In 1976 Milton Schapp, the Governor of Pennsylvania decided to run for President. He was one of seven or eight people who made the same decision. The difference between Governor Schapp and everyone else running was that no matter how hard the Governor tried, he couldn’t get any press to cover any of his announcements – so no one knew he was running. In fact, it wasn’t until Jack Germond wrote a piece about the Governor’s inability to get anyone to acknowledge that he was a candidate, that any of the public knew there had been another hat thrown into the ring. It was pretty hysterical—not for Schapp and a staff person we called “the grape”, but for everyone else involved in any of the other campaigns—which included unknown soon-to-be luminaries like Governor Carter, Cong. Udall, Senator Bayh, and the 'Ron Paul'-like character Senator Fred Harris.

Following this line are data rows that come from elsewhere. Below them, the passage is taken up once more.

use crate::config::SwipeDirection;

/// Horizontal swipe detection from touch-start to touch-move.
#[derive(Debug, Clone, Copy, Default)]
pub struct SwipeTracker {
    start_x: Option<f64>,
}

impl SwipeTracker {
    pub fn begin(&mut self, x: f64) {
        self.start_x = Some(x);
    }

    pub fn reset(&mut self) {
        self.start_x = None;
    }

    pub fn is_tracking(&self) -> bool {
        self.start_x.is_some()
    }

    /// True once the displacement passes `threshold` in `direction`; tracking
    /// then stops until the next `begin`.
    pub fn update(&mut self, x: f64, threshold: f64, direction: SwipeDirection) -> bool {
        let Some(start) = self.start_x else {
            return false;
        };
        if direction.closes(x - start, threshold) {
            self.start_x = None;
            return true;
        }
        false
    }
}
use crate::events::AppEvent;
use async_channel::Sender;
use std::path::{Path, PathBuf};
use tokio::io::{AsyncBufReadExt, AsyncWriteExt, BufReader};
use tokio::net::{UnixListener, UnixStream};

pub const SOCKET_PATH: &str = "/tmp/clinic-ui.sock";

pub fn default_socket_path() -> PathBuf {
    PathBuf::from(SOCKET_PATH)
}

/// Accepts host connections and forwards one event per line. Every line
/// gets a one-line reply: `ok` or `error: <reason>`.
pub async fn run_server(tx: Sender<AppEvent>, socket_path: &Path) {
    // Cleanup old socket if it exists
    if fs_err::metadata(socket_path).is_ok() {
        let _ = fs_err::remove_file(socket_path);
    }

    let listener = match UnixListener::bind(socket_path) {
        Ok(l) => l,
        Err(e) => {
            log::error!("Failed to bind unix socket {}: {}", socket_path.display(), e);
            return;
        }
    };
    log::info!("Listening on {}", socket_path.display());

    loop {
        match listener.accept().await {
            Ok((stream, _)) => {
                let tx = tx.clone();
                tokio::spawn(async move {
                    if let Err(e) = serve(stream, tx).await {
                        log::warn!("Connection error: {}", e);
                    }
                });
            }
            Err(e) => {
                log::error!("Failed to accept connection: {}", e);
            }
        }
    }
}

async fn serve(stream: UnixStream, tx: Sender<AppEvent>) -> std::io::Result<()> {
    let (read, mut write) = stream.into_split();
    let mut lines = BufReader::new(read).lines();

    while let Some(line) = lines.next_line().await? {
        if line.trim().is_empty() {
            continue;
        }
        let reply = match line.parse::<AppEvent>() {
            Ok(event) => {
                log::debug!("Received {:?}", event);
                match tx.send(event).await {
                    Ok(()) => "ok".to_string(),
                    Err(_) => "error: page is shutting down".to_string(),
                }
            }
            Err(e) => {
                log::warn!("Rejected '{}': {}", line.trim(), e);
                format!("error: {}", e)
            }
        };
        write.write_all(reply.as_bytes()).await?;
        write.write_all(b"\n").await?;
    }
    Ok(())
}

It is unfortunate to have to report that John McCain is suffering from Schapparitis. He is just one of many candidates who have anguished from the dreaded ailment, but most of the time it has gone unnamed. This is not the disease caused by having Milton in any part of your name because McCain’s middle name is Sidney—and before anyone goes on and on about my picking on Sidneys or Miltons, it was my dad’s name and I actually kept a straight face when I was required to divulge that information – which is not always the case when I find myself referring to John Sidney McCain. No, this is the political disease you get when you think you are not getting enough attention from the media. It causes you to do totally ridiculous things like make media luggage tags that decry your second place status. It may cause you to give speeches in which you make mistakes and where the information makes little or no sense. And, it has the appearance of whining, which is exceedingly unattractive in a Presidential candidate. It does puts you in the public eye but sometimes being a public which is blind is preferable. Oh, and it may cause you to make scheduling decisions that are responsive instead of proactive. Which means, in human talk—someone else is setting the agenda and you are merely responding. A very bad idea.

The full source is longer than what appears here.